The synthesis of molecular heterometallic alumosilicates in good yields has been achieved by reaction between LAl(OH·thf)(μ-O)Si(OH)(OtBu) 2 (1, L = [HC{C(Me)N(Ar)}2]-, Ar = 2,6-iPr 2C6H3) and group 4 amides. These reactions lead to inorganic cycles (type I) and spirocycles (type II) containing six-membered rings with unprecedented inorganic cores (O-Al-O-Si-O)nM (n = 1, 2; M = Ti, Zr and Hf). Noteworthy, for the heavier metals, Zr and Hf, higher steric bulk in the alkyl substituent of the amide moiety is required to obtain type I compounds. The solid-state structures for all compounds were determined and reveal a tetrahedral environment for all metal atoms, dihedral angles close to 90° for spirocyclic compounds, and isomorphous structures for the Zr and Hf derivatives.
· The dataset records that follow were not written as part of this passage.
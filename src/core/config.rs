use crate::core::stock::Period;
use crate::store::SettlementPolicy;
use anyhow::{Context, Result};
use directories::ProjectDirs;
use serde::{Deserialize, Serialize};
use std::{fs, path::PathBuf};
use tracing::debug;

pub const DEFAULT_BASE_URL: &str = "http://localhost:8000/api/v1";

#[derive(Debug, Deserialize, Serialize, Clone)]
pub struct ApiConfig {
    pub base_url: String,
}

impl Default for ApiConfig {
    fn default() -> Self {
        ApiConfig {
            base_url: DEFAULT_BASE_URL.to_string(),
        }
    }
}

#[derive(Debug, Default, Deserialize, Serialize, Clone)]
pub struct StoreConfig {
    #[serde(default)]
    pub settlement: SettlementPolicy,
}

#[derive(Debug, Default, Deserialize, Serialize, Clone)]
pub struct AppConfig {
    #[serde(default)]
    pub api: ApiConfig,
    #[serde(default)]
    pub default_period: Period,
    #[serde(default)]
    pub store: StoreConfig,
}

impl AppConfig {
    /// Loads the config from the default location, falling back to built-in
    /// defaults when no file has been created yet.
    pub fn load() -> Result<Self> {
        debug!("Loading default config");
        let config_path = Self::default_config_path()?;
        if !config_path.exists() {
            debug!(
                "No config at {}, using defaults",
                config_path.display()
            );
            return Ok(Self::default());
        }
        Self::load_from_path(&config_path)
    }

    pub fn default_config_path() -> Result<PathBuf> {
        let proj_dirs = ProjectDirs::from("dev", "stockview", "stockview")
            .context("Could not determine project directories")?;
        Ok(proj_dirs.config_dir().join("config.yaml"))
    }

    pub fn load_from_path<P: AsRef<std::path::Path>>(path: P) -> Result<Self> {
        let config_str = fs::read_to_string(path.as_ref())
            .with_context(|| format!("Failed to read config file: {}", path.as_ref().display()))?;

        let config: Self = serde_yaml::from_str(&config_str)
            .with_context(|| format!("Failed to parse config file: {}", path.as_ref().display()))?;
        debug!("Successfully loaded config");
        Ok(config)
    }
}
Unprecedented molecular heterobimetallic alumosilicates with inorganic cores O-Al-O-Si-O-M or (O-Al-O-Si-O)2M (M = Ti, Zr, Hf) have been prepared by reaction of the molecular alumosilicate LAl(OH)(μ-O)Si(OH)(OtBu)2 (L = [HC{C(Me)N(Ar)}2] -, Ar = 2,6-iPr2C6H3) with group 4 metal amides in different ratios. © 2011 WILEY-VCH Verlag GmbH & Co. KGaA, Weinheim.